Under Wis. Stat. § 48.46(2), “[a] parent ... who did not contest the petition initiating the proceeding in which his or her parental rights were terminated may move the court for relief from the judgment on any of the grounds specified in [Wis. Stat. § ] 806.07(1)(a), (b), (c), (d), or (f).” As relevant here, under § 806.07(1)(a), a circuit court may relieve a party from a judgment or order on the basis of “[m]istake, inadvertence, surprise, or excusable neglect.”

Given the circuit court's factual findings at the postdisposition hearing, J.S. does not renew his claim on appeal that the default judgment should be reopened under Wis. Stat. § 806.07(1)(c) (misrepresentation).

¶ 13 The parties appear to agree that J.S. could not meet the standard usually required in civil cases to prove excusable neglect under Wis.
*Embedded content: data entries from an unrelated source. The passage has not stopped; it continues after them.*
//! Effect resolution: the only place damage and status effects actually
//! land on enemies.
//!
//! Towers and projectiles queue intents and impacts; this module drains the
//! queues, applies resistance/armor-adjusted damage, attaches statuses and
//! records visual effect instances for the snapshot.

use bevy_ecs::prelude::*;
use serde::{Deserialize, Serialize};
use std::collections::HashMap;

use crate::components::*;
use crate::events::{EventBus, GameEvent};
use crate::spatial::SpatialGrid;

/// Single-target impacts hit the closest live enemy within this range.
const IMPACT_SEARCH_RADIUS: f32 = 16.0;
/// Lightning chains hop at most this far between targets.
const CHAIN_HOP_RANGE: f32 = 64.0;
/// Damage decay per chain hop.
const CHAIN_DECAY: f32 = 0.8;
/// Step size when marching a piercing shot forward.
const PIERCE_STEP: f32 = 2.0;
/// How far a piercing shot keeps looking for further victims.
const PIERCE_MAX_MARCH: f32 = 200.0;

const LIGHTNING_EFFECT_TIME: f32 = 0.3;
const FLAME_EFFECT_TIME: f32 = 0.4;
const FROST_EFFECT_TIME: f32 = 0.5;
const EXPLOSION_EFFECT_TIME: f32 = 0.5;
const IMPACT_EFFECT_TIME: f32 = 0.2;

/// An instant attack queued by the tower system.
#[derive(Debug, Clone, PartialEq)]
pub enum AttackIntent {
    /// Lightning: hit the first target, then arc to nearby unhit enemies
    /// with decaying damage.
    Chain {
        origin: (f32, f32),
        first_target: u64,
        damage: f32,
        chain: u32,
        stun_duration: f32,
    },
    /// Flame cone from a tower toward a target.
    Cone {
        origin: (f32, f32),
        toward: (f32, f32),
        radius: f32,
        angle_degrees: f32,
        damage: f32,
        burn_dps: f32,
        burn_duration: f32,
    },
    /// Circular burst (cryo steam, mine detonation).
    Area {
        center: (f32, f32),
        radius: f32,
        damage: f32,
        damage_kind: DamageKind,
        slow_effect: f32,
        slow_duration: f32,
        ground_only: bool,
    },
}

#[derive(Resource, Debug, Default)]
pub struct AttackQueue(pub Vec<AttackIntent>);

/// A projectile impact (or staged enemy explosion) awaiting resolution.
#[derive(Debug, Clone, PartialEq)]
pub struct Impact {
    pub position: (f32, f32),
    /// Unit direction of travel at impact; drives pierce marching.
    pub heading: (f32, f32),
    /// None for enemy explosions.
    pub kind: Option<ProjectileKind>,
    pub damage: f32,
    pub damage_kind: DamageKind,
    pub area_radius: f32,
    pub pierce: u32,
    pub slow_effect: f32,
    pub slow_duration: f32,
    pub stun_duration: f32,
    pub burn_dps: f32,
    pub burn_duration: f32,
}

impl Impact {
    pub fn from_projectile(
        position: (f32, f32),
        heading: (f32, f32),
        kind: ProjectileKind,
        carried: &CarriedEffects,
    ) -> Self {
        Self {
            position,
            heading,
            kind: Some(kind),
            damage: carried.damage,
            damage_kind: carried.damage_kind,
            area_radius: carried.area_radius,
            pierce: carried.pierce,
            slow_effect: carried.slow_effect,
            slow_duration: carried.slow_duration,
            stun_duration: carried.stun_duration,
            burn_dps: carried.burn_damage,
            burn_duration: carried.burn_duration,
        }
    }

    /// A dying enemy's explosion: fire-type area damage.
    pub fn explosion(position: (f32, f32), damage: f32, radius: f32) -> Self {
        Self {
            position,
            heading: (0.0, 0.0),
            kind: None,
            damage,
            damage_kind: DamageKind::Fire,
            area_radius: radius,
            pierce: 0,
            slow_effect: 0.0,
            slow_duration: 0.0,
            stun_duration: 0.0,
            burn_dps: 0.0,
            burn_duration: 0.0,
        }
    }
}

#[derive(Resource, Debug, Default)]
pub struct ImpactQueue(pub Vec<Impact>);

/// A visual effect in flight, surfaced through the snapshot.
#[derive(Debug, Clone, PartialEq, Serialize, Deserialize)]
pub struct EffectInstance {
    pub kind: String,
    pub position: (f32, f32),
    pub radius: f32,
    /// Extra positions (lightning arc waypoints).
    pub points: Vec<(f32, f32)>,
    pub elapsed: f32,
    pub total: f32,
}

#[derive(Resource, Debug, Default)]
pub struct ActiveEffects(pub Vec<EffectInstance>);

impl ActiveEffects {
    fn push(&mut self, kind: &str, position: (f32, f32), radius: f32, total: f32) {
        self.0.push(EffectInstance {
            kind: kind.to_string(),
            position,
            radius,
            points: Vec::new(),
            elapsed: 0.0,
            total,
        });
    }
}

type EnemyQuery<'w, 's> = Query<
    'w,
    's,
    (
        &'static EnemyId,
        &'static Position,
        &'static mut Health,
        &'static mut StatusEffects,
        &'static EnemyStats,
        &'static mut EnemyTimers,
    ),
    With<Enemy>,
>;

/// Apply one hit to one enemy, including carried statuses.
#[allow(clippy::too_many_arguments)]
fn apply_hit(
    enemies: &mut EnemyQuery,
    entity: Entity,
    raw_damage: f32,
    kind: DamageKind,
    slow: (f32, f32),
    stun: f32,
    burn: (f32, f32),
) -> bool {
    let Ok((_, _, mut health, mut status, stats, mut timers)) = enemies.get_mut(entity) else {
        return false;
    };
    if !health.is_alive() {
        return false;
    }

    if raw_damage > 0.0 {
        health.damage(effective_damage(raw_damage, kind, stats));
        timers.damage_flash = 0.2;
    }
    if slow.0 > 0.0 {
        status.add_slow(slow.0, slow.1, "slow");
    }
    if stun > 0.0 {
        status.stun(stun);
    }
    if burn.0 > 0.0 {
        status.add_burn(burn.0, burn.1);
    }
    true
}

/// Drains attack intents and projectile impacts, applying them to enemies.
pub fn effect_resolver_system(
    mut attacks: ResMut<AttackQueue>,
    mut impacts: ResMut<ImpactQueue>,
    mut effects: ResMut<ActiveEffects>,
    mut bus: ResMut<EventBus>,
    spatial: Res<SpatialGrid>,
    ids: Query<(Entity, &EnemyId, &Position), With<Enemy>>,
    mut enemies: EnemyQuery,
) {
    let by_id: HashMap<u64, (Entity, (f32, f32))> = ids
        .iter()
        .map(|(entity, id, pos)| (id.0, (entity, (pos.x, pos.y))))
        .collect();

    for intent in std::mem::take(&mut attacks.0) {
        match intent {
            AttackIntent::Chain {
                origin,
                first_target,
                damage,
                chain,
                stun_duration,
            } => resolve_chain(
                &mut enemies,
                &by_id,
                &spatial,
                &mut effects,
                &mut bus,
                origin,
                first_target,
                damage,
                chain,
                stun_duration,
            ),
            AttackIntent::Cone {
                origin,
                toward,
                radius,
                angle_degrees,
                damage,
                burn_dps,
                burn_duration,
            } => {
                resolve_cone(
                    &mut enemies,
                    &spatial,
                    origin,
                    toward,
                    radius,
                    angle_degrees,
                    damage,
                    burn_dps,
                    burn_duration,
                );
                bus.emit(GameEvent::FlameEffect {
                    position: origin,
                    target: toward,
                    radius,
                });
                effects.push("flame", origin, radius, FLAME_EFFECT_TIME);
            }
            AttackIntent::Area {
                center,
                radius,
                damage,
                damage_kind,
                slow_effect,
                slow_duration,
                ground_only,
            } => {
                for entry in spatial.query_radius(center.0, center.1, radius) {
                    if ground_only && entry.flying {
                        continue;
                    }
                    apply_hit(
                        &mut enemies,
                        entry.entity,
                        damage,
                        damage_kind,
                        (slow_effect, slow_duration),
                        0.0,
                        (0.0, 0.0),
                    );
                }
                if ground_only {
                    bus.emit(GameEvent::MineExplosion {
                        position: center,
                        radius,
                    });
                    effects.push("mine_explosion", center, radius, EXPLOSION_EFFECT_TIME);
                } else {
                    bus.emit(GameEvent::FrostEffect {
                        position: center,
                        radius,
                    });
                    effects.push("frost", center, radius, FROST_EFFECT_TIME);
                }
            }
        }
    }

    for impact in std::mem::take(&mut impacts.0) {
        if impact.area_radius > 0.0 {
            for entry in
                spatial.query_radius(impact.position.0, impact.position.1, impact.area_radius)
            {
                apply_hit(
                    &mut enemies,
                    entry.entity,
                    impact.damage,
                    impact.damage_kind,
                    (impact.slow_effect, impact.slow_duration),
                    impact.stun_duration,
                    (impact.burn_dps, impact.burn_duration),
                );
            }
            let kind = if impact.kind.is_none() {
                "explosion"
            } else {
                "impact"
            };
            effects.push(kind, impact.position, impact.area_radius, EXPLOSION_EFFECT_TIME);
        } else {
            resolve_single_impact(&mut enemies, &spatial, &mut effects, impact);
        }
    }
}

#[allow(clippy::too_many_arguments)]
fn resolve_chain(
    enemies: &mut EnemyQuery,
    by_id: &HashMap<u64, (Entity, (f32, f32))>,
    spatial: &SpatialGrid,
    effects: &mut ActiveEffects,
    bus: &mut EventBus,
    origin: (f32, f32),
    first_target: u64,
    damage: f32,
    chain: u32,
    stun_duration: f32,
) {
    let Some(&(first_entity, mut current_pos)) = by_id.get(&first_target) else {
        return;
    };

    let mut hit_ids = vec![first_target];
    let mut positions = vec![current_pos];
    apply_hit(
        enemies,
        first_entity,
        damage,
        DamageKind::Electric,
        (0.0, 0.0),
        stun_duration,
        (0.0, 0.0),
    );

    for hop in 0..chain {
        let Some(next) =
            spatial.nearest_excluding(current_pos.0, current_pos.1, CHAIN_HOP_RANGE, &hit_ids)
        else {
            break;
        };
        let hop_damage = damage * CHAIN_DECAY.powi(hop as i32 + 1);
        apply_hit(
            enemies,
            next.entity,
            hop_damage,
            DamageKind::Electric,
            (0.0, 0.0),
            stun_duration,
            (0.0, 0.0),
        );
        hit_ids.push(next.id);
        current_pos = (next.x, next.y);
        positions.push(current_pos);
    }

    bus.emit(GameEvent::LightningEffect {
        positions: positions.clone(),
    });
    effects.0.push(EffectInstance {
        kind: "lightning".to_string(),
        position: origin,
        radius: 0.0,
        points: positions,
        elapsed: 0.0,
        total: LIGHTNING_EFFECT_TIME,
    });
}

#[allow(clippy::too_many_arguments)]
fn resolve_cone(
    enemies: &mut EnemyQuery,
    spatial: &SpatialGrid,
    origin: (f32, f32),
    toward: (f32, f32),
    radius: f32,
    angle_degrees: f32,
    damage: f32,
    burn_dps: f32,
    burn_duration: f32,
) {
    let axis = (toward.0 - origin.0, toward.1 - origin.1);
    let axis_len = (axis.0 * axis.0 + axis.1 * axis.1).sqrt();
    let half_angle = (angle_degrees / 2.0).to_radians();

    for entry in spatial.query_radius(origin.0, origin.1, radius) {
        let to_enemy = (entry.x - origin.0, entry.y - origin.1);
        let enemy_len = (to_enemy.0 * to_enemy.0 + to_enemy.1 * to_enemy.1).sqrt();
        let inside = if axis_len < 1e-3 || enemy_len < 1e-3 {
            true
        } else {
            let cos = (axis.0 * to_enemy.0 + axis.1 * to_enemy.1) / (axis_len * enemy_len);
            cos.clamp(-1.0, 1.0).acos() <= half_angle
        };
        if inside {
            apply_hit(
                enemies,
                entry.entity,
                damage,
                DamageKind::Fire,
                (0.0, 0.0),
                0.0,
                (burn_dps, burn_duration),
            );
        }
    }
}

/// Single-target impact, with pierce marching for shots that keep going.
fn resolve_single_impact(
    enemies: &mut EnemyQuery,
    spatial: &SpatialGrid,
    effects: &mut ActiveEffects,
    impact: Impact,
) {
    let mut hit_ids: Vec<u64> = Vec::new();

    if let Some(first) = spatial
        .query_radius(impact.position.0, impact.position.1, IMPACT_SEARCH_RADIUS)
        .into_iter()
        .next()
    {
        apply_hit(
            enemies,
            first.entity,
            impact.damage,
            impact.damage_kind,
            (impact.slow_effect, impact.slow_duration),
            impact.stun_duration,
            (impact.burn_dps, impact.burn_duration),
        );
        hit_ids.push(first.id);
    }

    // Pierce: march on along the heading, damaging fresh enemies.
    let heading_len = (impact.heading.0 * impact.heading.0
        + impact.heading.1 * impact.heading.1)
        .sqrt();
    if impact.pierce > 0 && heading_len > 1e-3 {
        let dir = (impact.heading.0 / heading_len, impact.heading.1 / heading_len);
        let mut remaining = impact.pierce;
        let mut marched = 0.0;
        let mut point = impact.position;

        while remaining > 0 && marched < PIERCE_MAX_MARCH {
            point = (point.0 + dir.0 * PIERCE_STEP, point.1 + dir.1 * PIERCE_STEP);
            marched += PIERCE_STEP;
            if let Some(victim) =
                spatial.nearest_excluding(point.0, point.1, IMPACT_SEARCH_RADIUS, &hit_ids)
            {
                apply_hit(
                    enemies,
                    victim.entity,
                    impact.damage,
                    impact.damage_kind,
                    (impact.slow_effect, impact.slow_duration),
                    impact.stun_duration,
                    (impact.burn_dps, impact.burn_duration),
                );
                hit_ids.push(victim.id);
                remaining -= 1;
            }
        }
    }

    effects.push("impact", impact.position, 0.0, IMPACT_EFFECT_TIME);
}

/// Ages visual effects and drops the expired ones.
pub fn effect_aging_system(time: Res<DeltaTime>, mut effects: ResMut<ActiveEffects>) {
    for effect in effects.0.iter_mut() {
        effect.elapsed += time.0;
    }
    effects.0.retain(|e| e.elapsed < e.total);
}
/// Fieldless discriminant of [`GameEvent`], used as the subscription key.
#[derive(Debug, Clone, Copy, PartialEq, Eq, Hash, Serialize, Deserialize)]
pub enum EventKind {
    WaveStart,
    WaveComplete,
    EnemySpawned,
    EnemyDeath,
    EnemyReachBase,
    EnemyExplosion,
    TowerBuilt,
    TowerUpgraded,
    TowerSold,
    ProjectileFired,
    ProjectileImpact,
    LightningEffect,
    FlameEffect,
    FrostEffect,
    MineExplosion,
    MoneyGained,
    MoneySpent,
    LifeLost,
    GameOver,
    Victory,
}

impl GameEvent {
    pub fn kind(&self) -> EventKind {
        match self {
            GameEvent::WaveStart { .. } => EventKind::WaveStart,
            GameEvent::WaveComplete { .. } => EventKind::WaveComplete,
            GameEvent::EnemySpawned { .. } => EventKind::EnemySpawned,
            GameEvent::EnemyDeath { .. } => EventKind::EnemyDeath,
            GameEvent::EnemyReachBase { .. } => EventKind::EnemyReachBase,
            GameEvent::EnemyExplosion { .. } => EventKind::EnemyExplosion,
            GameEvent::TowerBuilt { .. } => EventKind::TowerBuilt,
            GameEvent::TowerUpgraded { .. } => EventKind::TowerUpgraded,
            GameEvent::TowerSold { .. } => EventKind::TowerSold,
            GameEvent::ProjectileFired { .. } => EventKind::ProjectileFired,
            GameEvent::ProjectileImpact { .. } => EventKind::ProjectileImpact,
            GameEvent::LightningEffect { .. } => EventKind::LightningEffect,
            GameEvent::FlameEffect { .. } => EventKind::FlameEffect,
            GameEvent::FrostEffect { .. } => EventKind::FrostEffect,
            GameEvent::MineExplosion { .. } => EventKind::MineExplosion,
            GameEvent::MoneyGained { .. } => EventKind::MoneyGained,
            GameEvent::MoneySpent { .. } => EventKind::MoneySpent,
            GameEvent::LifeLost { .. } => EventKind::LifeLost,
            GameEvent::GameOver { .. } => EventKind::GameOver,
            GameEvent::Victory { .. } => EventKind::Victory,
        }
    }
}

/// An event as delivered to handlers.
#[derive(Debug, Clone)]
pub struct Event {
    pub payload: GameEvent,
    /// Game time at emission.
    pub timestamp: f64,
    pub priority: EventPriority,
    pub source: Option<u64>,
    pub target: Option<u64>,
}

/// Options for [`EventBus::emit_with`].
#[derive(Default, Clone, Copy)]
pub struct EmitOptions {
    pub priority: EventPriority,
    /// Dispatch inline instead of queueing for the end-of-tick drain.
    pub immediate: bool,
    pub source: Option<u64>,
    pub target: Option<u64>,
}

/// Options for [`EventBus::subscribe_with`].
#[derive(Default)]
pub struct SubscribeOptions {
    pub priority: EventPriority,
    /// Remove the handler after its first successful call.
    pub once: bool,
    /// Only deliver events passing this predicate.
    pub filter: Option<Box<dyn Fn(&Event) -> bool + Send + Sync>>,
}

/// Handle returned by subscribe; pass back to [`EventBus::unsubscribe`].
/// Long-lived owners keep the bare id; transient owners should hold a
/// [`ScopedSubscription`] instead so teardown is automatic.
#[must_use]
#[derive(Debug, Clone, Copy, PartialEq, Eq, Hash)]
pub struct SubscriptionId(u64);

/// Ids whose guards have been dropped, waiting for a lazy sweep.
type RetiredIds = Arc<Mutex<Vec<SubscriptionId>>>;

/// RAII guard for a subscription owned by a transient object: dropping the
/// guard retires the subscription, and the bus sweeps retired ids before
/// its next dispatch. Replaces the weak-callback sweeping of handlers whose
/// owner has gone away.
#[must_use]
#[derive(Debug)]
pub struct ScopedSubscription {
    id: SubscriptionId,
    retired: Option<RetiredIds>,
}

impl ScopedSubscription {
    pub fn id(&self) -> SubscriptionId {
        self.id
    }

    /// Detach the guard, leaving the subscription alive; the caller takes
    /// over the id and unsubscribes manually.
    pub fn forget(mut self) -> SubscriptionId {
        self.retired = None;
        self.id
    }
}

impl Drop for ScopedSubscription {
    fn drop(&mut self) {
        if let Some(retired) = self.retired.take() {
            if let Ok(mut ids) = retired.lock() {
                ids.push(self.id);
            }
        }
    }
}

/// Collects emissions made from inside a handler, so recursive dispatch can
/// be depth-bounded by the bus rather than by the call stack alone.
pub struct Emitter {
    pending: Vec<(Event, bool)>,
}

impl Emitter {
    pub fn emit(&mut self, payload: GameEvent) {
        self.emit_with(payload, EmitOptions::default());
    }

    pub fn emit_with(&mut self, payload: GameEvent, opts: EmitOptions) {
        self.pending.push((
            Event {
                payload,
                timestamp: 0.0, // stamped by the bus on intake
                priority: opts.priority,
                source: opts.source,
                target: opts.target,
            },
            opts.immediate,
        ));
    }
}

type Handler = dyn FnMut(&Event, &mut Emitter) + Send + Sync;

struct Subscription {
    id: SubscriptionId,
    priority: EventPriority,
    once: bool,
    filter: Option<Box<dyn Fn(&Event) -> bool + Send + Sync>>,
    /// Taken out during its own call so a handler is never re-entered.
    handler: Option<Box<Handler>>,
    insertion: u64,
}

/// Dispatch statistics.
#[derive(Debug, Clone, Copy, Default, PartialEq, Eq)]
pub struct EventStats {
    pub events_sent: u64,
    pub events_processed: u64,
    pub listeners_called: u64,
    pub failed_calls: u64,
    pub dropped_events: u64,
}

/// The bus itself. Lives as an ECS resource on the simulation world.
#[derive(Resource)]
pub struct EventBus {
    subs: HashMap<SubscriptionId, Subscription>,
    by_kind: HashMap<EventKind, Vec<SubscriptionId>>,
    /// Resolved dispatch order per kind (priority desc, insertion asc).
    order_cache: HashMap<EventKind, Vec<SubscriptionId>>,
    /// Ids retired by dropped [`ScopedSubscription`] guards.
    retired: RetiredIds,
    queue: VecDeque<Event>,
    next_id: u64,
    next_insertion: u64,
    now: f64,
    recursion_depth: u32,
    pub max_recursion_depth: u32,
    pub max_queue_size: usize,
    pub stats: EventStats,
}

impl Default for EventBus {
    fn default() -> Self {
        Self::new()
    }
}
//! Steam Defense - Simulation Core
//!
//! A deterministic, fixed-timestep tower-defense simulation built on
//! `bevy_ecs`. The core owns the tile grid, procedural map generation,
//! pathfinding, enemies, towers, projectiles and the event bus; rendering,
//! audio and device input live outside and talk to it through abstract
//! input actions and per-tick snapshots.

pub mod api;
pub mod components;
pub mod config;
pub mod error;
pub mod events;
pub mod grid;
pub mod input;
pub mod mapgen;
pub mod pathfinding;
pub mod scheduler;
pub mod snapshot;
pub mod spatial;
pub mod systems;

pub use api::{SimCommand, SimWorld};
pub use components::*;
pub use config::{GameConfig, WaveConfig};
pub use error::{SimError, SimResult};
pub use events::{
    EventBus, EventKind, EventPriority, GameEvent, ScopedSubscription, SubscriptionId,
};
pub use grid::{Grid, TileKind, TileProperties};
pub use input::{InputAction, InputActionMap, InputEvent, StateMachine};
pub use mapgen::{GenParams, GeneratedMap, MapGenerator, Theme};
pub use pathfinding::{Algorithm, Constraints, Heuristic, PathResult, Pathfinder};
pub use scheduler::{ScheduledAction, Scheduler};
pub use snapshot::Snapshot;
pub use spatial::{SpatialEntry, SpatialGrid};
pub use systems::*;
#![allow(unused)]

use crate::prelude::*;
use clap::Parser;

mod factorial;
mod fibonacci;
mod hanoi;
mod prelude;

#[derive(Debug, clap::Parser)]
#[command(
    author,
    version,
    about,
    long_about = "Classic recursive algorithms with visible call traces"
)]
pub struct App {
    #[command(subcommand)]
    pub command: SubCommands,

    #[clap(flatten)]
    global: Global,
}

#[derive(Debug, Clone, clap::Args)]
pub struct Global {
    /// Whether to display additional information.
    #[clap(long, env = "RECTOOLS_VERBOSE", global = true, default_value = "false")]
    verbose: bool,
}

#[derive(Debug, clap::Parser)]
pub enum SubCommands {
    /// Compute n! by linear recursion
    Factorial(crate::factorial::App),

    /// Compute the nth Fibonacci number by naive double recursion
    Fibonacci(crate::fibonacci::App),

    /// Solve the Tower of Hanoi puzzle and print the move sequence
    Hanoi(crate::hanoi::App),
}

fn main() -> Result<()> {
    env_logger::init();
    color_eyre::install()?;

    let app = App::parse();

    match app.command {
        SubCommands::Factorial(sub_app) => crate::factorial::run(sub_app, app.global),
        SubCommands::Fibonacci(sub_app) => crate::fibonacci::run(sub_app, app.global),
        SubCommands::Hanoi(sub_app) => crate::hanoi::run(sub_app, app.global),
    }
}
Stat. § 806.07(1)(a). Under that standard, J.S. would have to demonstrate both that his default was the result of excusable neglect and that he had a meritorious defense to the underlying TPR petition. See J.L. Phillips & Assocs., Inc. v. E & H Plastic Corp., 217 Wis.2d 348, 351, 358, 577 N.W.2d 13 (1998). Excusable neglect is “not synonymous with neglect, carelessness or inattentiveness,” but rather it is “that neglect which might have been the act of a reasonably prudent person under the same circumstances.” Hedtcke v. Sentry Ins. Co., 109 Wis.2d 461, 468, 326 N.W.2d 727 (1982) (quoting Giese v. Giese, 43 Wis.2d 456, 461, 168 N.W.2d 832 (1969)).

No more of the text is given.